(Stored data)

//! URL slug helpers.
//!
//! Uniqueness probing lives with the content models; this module only
//! produces candidates.

use chrono::Utc;

/// Number of `base`, `base-2`, ... candidates tried before falling back to a
/// timestamp suffix.
pub const MAX_SLUG_ATTEMPTS: u32 = 20;

const MAX_SLUG_LEN: usize = 80;

/// Lowercase ASCII slug: letters and digits, words joined by single dashes.
///
/// Returns `"post"` when nothing usable remains.
pub fn slugify(input: &str) -> String {
    let mut slug = String::with_capacity(input.len());
    let mut pending_dash = false;

    for c in input.chars() {
        let c = match c {
            '\u{2019}' | '\'' => continue,
            'à' | 'á' | 'â' | 'ä' | 'À' | 'Á' | 'Â' | 'Ä' => 'a',
            'è' | 'é' | 'ê' | 'ë' | 'È' | 'É' | 'Ê' | 'Ë' => 'e',
            'ì' | 'í' | 'î' | 'ï' => 'i',
            'ò' | 'ó' | 'ô' | 'ö' | 'Ò' | 'Ó' | 'Ô' | 'Ö' => 'o',
            'ù' | 'ú' | 'û' | 'ü' | 'Ù' | 'Ú' | 'Û' | 'Ü' => 'u',
            'ñ' | 'Ñ' => 'n',
            'ç' | 'Ç' => 'c',
            '&' => {
                if !slug.is_empty() {
                    pending_dash = true;
                }
                slug_push_word(&mut slug, &mut pending_dash, "and");
                pending_dash = true;
                continue;
            }
            c => c,
        };

        if c.is_ascii_alphanumeric() {
            if pending_dash && !slug.is_empty() {
                slug.push('-');
            }
            pending_dash = false;
            slug.push(c.to_ascii_lowercase());
        } else {
            pending_dash = true;
        }
    }

    if slug.len() > MAX_SLUG_LEN {
        slug.truncate(MAX_SLUG_LEN);
        if let Some(idx) = slug.rfind('-') {
            if idx > MAX_SLUG_LEN / 2 {
                slug.truncate(idx);
            }
        }
        while slug.ends_with('-') {
            slug.pop();
        }
    }

    if slug.is_empty() {
        "post".to_string()
    } else {
        slug
    }
}

fn slug_push_word(slug: &mut String, pending_dash: &mut bool, word: &str) {
    if *pending_dash && !slug.is_empty() {
        slug.push('-');
    }
    *pending_dash = false;
    slug.push_str(word);
}

/// The `attempt`-th candidate for `base` (1-based): `base`, `base-2`, ...
pub fn slug_candidate(base: &str, attempt: u32) -> String {
    if attempt <= 1 {
        base.to_string()
    } else {
        format!("{}-{}", base, attempt)
    }
}

/// Last-resort slug once the probing attempts are exhausted.
pub fn timestamped_slug(base: &str) -> String {
    format!("{}-{}", base, Utc::now().timestamp_millis())
}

Brief: Respond with the number of lines in the entries that include the string "base", and nothing besides.

Task answer: 7